FACTS: Deutsche Post DHL (DPDHL) outlined its growth plans at its capital markets day in London yesterday (May 24th).
ANALYSIS: The capital markets day was titled "simply growing". Clear target numbers were outlined, including for group EBIT to increase to 3.35-3.55bn by 2015, more than 1bn above 2011 levels. This is in line with stabilisation in the Mail division of at least 1bn and annual compound growth of 13-15% in the DHL divisions to between 2.7bn and 2.9bn (Davy forecasts for 2015 are for group EBIT of 3.511bn, including 1.069bn in Mail and 2.824bn in the DHL divisions). Plans were also outlined to reduce the corporate center costs from around 400m to about 350m by 2015. In terms of finance strategy, the dividend payout ratio of 40-60% of consolidated net profit was confirmed as was the focus on maintaining a BBB+ rating and on cash generation. DPDHL should be transitioning to high cash flow generation by 2014-2015 with any excess liquidity used for pension funding and share buybacks and/or extraordinary dividends.
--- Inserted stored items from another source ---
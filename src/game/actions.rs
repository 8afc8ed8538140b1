//! Action gateway: player intent in, protocol requests out.
//!
//! Every entry point is fire-and-forget. A failed precondition (offline,
//! dead, missing target, unresolvable target, bot protection) drops the
//! action; the returned `bool` only says whether a request was forwarded.

use super::stackpos;
use super::types::{Creature, Direction, Outfit, Thing, DEFAULT_CHANNEL, NO_TARGET, SPEAK_SAY};
use super::Game;
use crate::network::ClientRequest;

impl Game {
    /// Online, target present, bot protection passes, in that order.
    fn admit(&self, action: &'static str, has_target: bool) -> bool {
        if !self.online {
            tracing::debug!("[gateway] {} dropped: offline", action);
            return false;
        }
        if !has_target {
            tracing::debug!("[gateway] {} dropped: no target", action);
            return false;
        }
        self.protection.check()
    }

    fn forward(&mut self, request: ClientRequest) -> bool {
        match self.link.as_mut() {
            Some(link) => {
                link.send(request);
                true
            }
            None => false,
        }
    }

    /// Step once; walking while following only stops the follow.
    pub fn walk(&mut self, direction: Direction) -> bool {
        if self.local_player.as_ref().is_some_and(|p| p.is_following()) {
            self.cancel_follow();
            return false;
        }

        if !self.online || self.dead || !self.protection.check() {
            return false;
        }
        let Some(player) = self.local_player.as_mut() else {
            return false;
        };
        if !player.can_walk(direction) {
            tracing::debug!("[gateway] walk {:?} dropped: cannot walk", direction);
            return false;
        }

        player.client_walk(direction);
        self.forward(ClientRequest::Walk(direction))
    }

    /// Face a cardinal direction. Not bot protected.
    pub fn turn(&mut self, direction: Direction) -> bool {
        if !self.online || direction.is_diagonal() {
            return false;
        }
        self.forward(ClientRequest::Turn(direction))
    }

    /// Resolve where `thing` lives for targeted requests; `None` drops the action.
    fn target_address(&self, thing: &Thing) -> Option<u8> {
        let address = stackpos::resolve(&*self.map.borrow(), thing);
        if address.is_none() {
            tracing::debug!("[gateway] thing {} not found in its tile", thing.thing_id());
        }
        address
    }

    pub fn look(&mut self, thing: Option<&Thing>) -> bool {
        if !self.admit("look", thing.is_some()) {
            return false;
        }
        let Some(thing) = thing else { return false };
        let Some(stackpos) = self.target_address(thing) else {
            return false;
        };
        self.forward(ClientRequest::LookAt {
            position: thing.location().wire_position(),
            thing_id: thing.thing_id(),
            stackpos,
        })
    }

    pub fn use_thing(&mut self, thing: Option<&Thing>) -> bool {
        if !self.admit("use", thing.is_some()) {
            return false;
        }
        let Some(thing) = thing else { return false };
        let Some(stackpos) = self.target_address(thing) else {
            return false;
        };
        self.forward(ClientRequest::UseItem {
            position: thing.location().wire_position(),
            thing_id: thing.thing_id(),
            stackpos,
            index: 0,
        })
    }

    pub fn rotate(&mut self, thing: Option<&Thing>) -> bool {
        if !self.admit("rotate", thing.is_some()) {
            return false;
        }
        let Some(thing) = thing else { return false };
        let Some(stackpos) = self.target_address(thing) else {
            return false;
        };
        self.forward(ClientRequest::RotateItem {
            position: thing.location().wire_position(),
            thing_id: thing.thing_id(),
            stackpos,
        })
    }

    /// Interaction address of `thing`, `-1` when it cannot be found.
    pub fn thing_stackpos(&self, thing: &Thing) -> i32 {
        stackpos::thing_stackpos(&*self.map.borrow(), thing)
    }

    pub fn attack(&mut self, creature: Option<&Creature>) -> bool {
        if !self.admit("attack", creature.is_some()) {
            return false;
        }
        let Some(creature) = creature else { return false };

        if self.local_player.as_ref().is_some_and(|p| p.is_following()) {
            self.cancel_follow();
        }
        if let Some(player) = self.local_player.as_mut() {
            player.set_attacking_creature(Some(creature));
        }
        self.forward(ClientRequest::Attack {
            creature_id: creature.id,
        })
    }

    pub fn cancel_attack(&mut self) -> bool {
        if !self.online {
            return false;
        }
        let Some(player) = self.local_player.as_mut() else {
            return false;
        };
        player.set_attacking_creature(None);
        self.forward(ClientRequest::Attack {
            creature_id: NO_TARGET,
        })
    }

    pub fn follow(&mut self, creature: Option<&Creature>) -> bool {
        if !self.admit("follow", creature.is_some()) {
            return false;
        }
        let Some(creature) = creature else { return false };

        if self.local_player.as_ref().is_some_and(|p| p.is_attacking()) {
            self.cancel_attack();
        }
        if let Some(player) = self.local_player.as_mut() {
            player.set_following_creature(Some(creature));
        }
        self.forward(ClientRequest::Follow {
            creature_id: creature.id,
        })
    }

    pub fn cancel_follow(&mut self) -> bool {
        if !self.online {
            return false;
        }
        let Some(player) = self.local_player.as_mut() else {
            return false;
        };
        player.set_following_creature(None);
        self.forward(ClientRequest::Follow {
            creature_id: NO_TARGET,
        })
    }

    /// Say something on the default channel.
    pub fn talk(&mut self, message: &str) -> bool {
        self.talk_channel(SPEAK_SAY, DEFAULT_CHANNEL, message)
    }

    pub fn talk_channel(&mut self, channel_type: u8, channel_id: u16, message: &str) -> bool {
        if !self.admit("talk", true) {
            return false;
        }
        self.forward(ClientRequest::Talk {
            channel_type,
            channel_id,
            receiver: String::new(),
            message: message.to_owned(),
        })
    }

    pub fn talk_private(&mut self, channel_type: u8, receiver: &str, message: &str) -> bool {
        if !self.admit("talk private", true) {
            return false;
        }
        self.forward(ClientRequest::Talk {
            channel_type,
            channel_id: 0,
            receiver: receiver.to_owned(),
            message: message.to_owned(),
        })
    }

    pub fn invite_to_party(&mut self, creature_id: u32) -> bool {
        if !self.admit("party invite", true) {
            return false;
        }
        self.forward(ClientRequest::InviteToParty { creature_id })
    }

    pub fn open_outfit_window(&mut self) -> bool {
        if !self.admit("outfit window", true) {
            return false;
        }
        self.forward(ClientRequest::GetOutfit)
    }

    pub fn set_outfit(&mut self, outfit: &Outfit) -> bool {
        if !self.admit("set outfit", true) {
            return false;
        }
        self.forward(ClientRequest::SetOutfit(*outfit))
    }

    pub fn add_vip(&mut self, name: &str) -> bool {
        if !self.admit("add vip", !name.is_empty()) {
            return false;
        }
        self.forward(ClientRequest::AddVip {
            name: name.to_owned(),
        })
    }

    pub fn remove_vip(&mut self, player_id: u32) -> bool {
        if !self.admit("remove vip", true) {
            return false;
        }
        self.forward(ClientRequest::RemoveVip { player_id })
    }
}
The Mail division's strategy focused on parcels/digital growth and optimisation in Mail with the former benefiting from e-commerce growth and the latter from a number of cost and flexibility initiatives and the potential (for the first time in 15 years) to consider modest price rises under the new price cap formula. Investments in this division included 420m in mail sorting equipment and 750m (until 2014) to modernise the parcel network.
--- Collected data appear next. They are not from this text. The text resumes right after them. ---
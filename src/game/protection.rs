//! Bot protection.
//!
//! Scripts may react to game state, but they must not synthesize player
//! actions outside of a genuine input event. [`CallContext`] tracks whether
//! the current call stack is inside a script callback and/or an input event;
//! [`BotProtection`] rejects gated actions when the former holds without the
//! latter.

use std::cell::Cell;
use std::rc::Rc;

use serde::{Deserialize, Serialize};

#[derive(Debug, Clone, Copy, Default, PartialEq, Eq, Serialize, Deserialize)]
#[serde(rename_all = "lowercase")]
pub enum BotProtectionMode {
    #[default]
    Enabled,
    Disabled,
}

#[derive(Debug, Default)]
struct Depths {
    script: Cell<u32>,
    input: Cell<u32>,
}

/// Shared, single-threaded record of the current call context.
///
/// Cloning yields another handle onto the same context.
#[derive(Debug, Clone, Default)]
pub struct CallContext(Rc<Depths>);

impl CallContext {
    pub fn new() -> Self {
        Self::default()
    }

    /// Mark the stack as running script code until the guard drops.
    pub fn enter_script(&self) -> ScopeGuard {
        bump(&self.0.script, 1);
        ScopeGuard {
            depths: Rc::clone(&self.0),
            kind: Scope::Script,
        }
    }

    /// Mark the stack as handling a real user input event until the guard drops.
    pub fn enter_input(&self) -> ScopeGuard {
        bump(&self.0.input, 1);
        ScopeGuard {
            depths: Rc::clone(&self.0),
            kind: Scope::Input,
        }
    }

    pub fn in_script(&self) -> bool {
        self.0.script.get() > 0
    }

    pub fn in_input_event(&self) -> bool {
        self.0.input.get() > 0
    }
}

fn bump(cell: &Cell<u32>, delta: i32) {
    cell.set(cell.get().saturating_add_signed(delta));
}

#[derive(Debug, Clone, Copy)]
enum Scope {
    Script,
    Input,
}

#[must_use = "the scope ends when the guard is dropped"]
#[derive(Debug)]
pub struct ScopeGuard {
    depths: Rc<Depths>,
    kind: Scope,
}

impl Drop for ScopeGuard {
    fn drop(&mut self) {
        match self.kind {
            Scope::Script => bump(&self.depths.script, -1),
            Scope::Input => bump(&self.depths.input, -1),
        }
    }
}

#[derive(Debug, Clone)]
pub struct BotProtection {
    mode: BotProtectionMode,
    context: CallContext,
    violations: Rc<Cell<u64>>,
}

impl BotProtection {
    pub fn new(mode: BotProtectionMode, context: CallContext) -> Self {
        Self {
            mode,
            context,
            violations: Rc::new(Cell::new(0)),
        }
    }

    pub fn mode(&self) -> BotProtectionMode {
        self.mode
    }

    pub fn context(&self) -> &CallContext {
        &self.context
    }

    /// Number of actions rejected so far.
    pub fn violations(&self) -> u64 {
        self.violations.get()
    }

    /// `true` when the action may proceed.
    pub fn check(&self) -> bool {
        if self.mode == BotProtectionMode::Disabled {
            return true;
        }
        if self.context.in_script() && !self.context.in_input_event() {
            self.violations.set(self.violations.get() + 1);
            tracing::error!(
                "[gateway] caught a script call to a bot protected game function, the call was canceled"
            );
            return false;
        }
        true
    }
}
In DHL Express, the focus is on improving margins towards those of the industry leaders to achieve market share growth in 2012 and to take advantage of targeted growth, particularly in emerging markets. Operating margin (the goal is to strive for c.10%) will be further enhanced by continued strong volume growth, systematically expanding the express aviation network and continuing to improve efficiency the focus is very much on speed, quality and the TDI (Time Definite International) product. Our sense is that margin enhancement will result partly from price, from operating leverage as volumes grow and overheads are held and from productivity/efficiency improvements. In DHL Global Forwarding/Freight, the focus is on profitable growth and further improving its strong market position in ocean freight. The division is planning to implement a transformation programme, 'New Forwarding Environment', with increasing efficiency through new IT systems and greater automation to boost productivity and further improve margins through volume and gross profit improvement (in particular GP/EBIT enhancement). Full roll-out of the new IT system is expected by 2014/2015. DHL Supply Chain, which concluded contracts with volume >1bn for the fourth consecutive year, is very well positioned to benefit from the market trends of outsourcing, global markets and the need for comprehensive solutions.
DAVY VIEW: DPDDL continues to be very well positioned in the growing logistics space, with a focused strategy and execution plan with clear targets and levers to achieve outperformance. We continue to rate DPDHL 'outperform' with a 16.50 price target. The stock should gradually re-rate as it delivers on its 2015 business plan.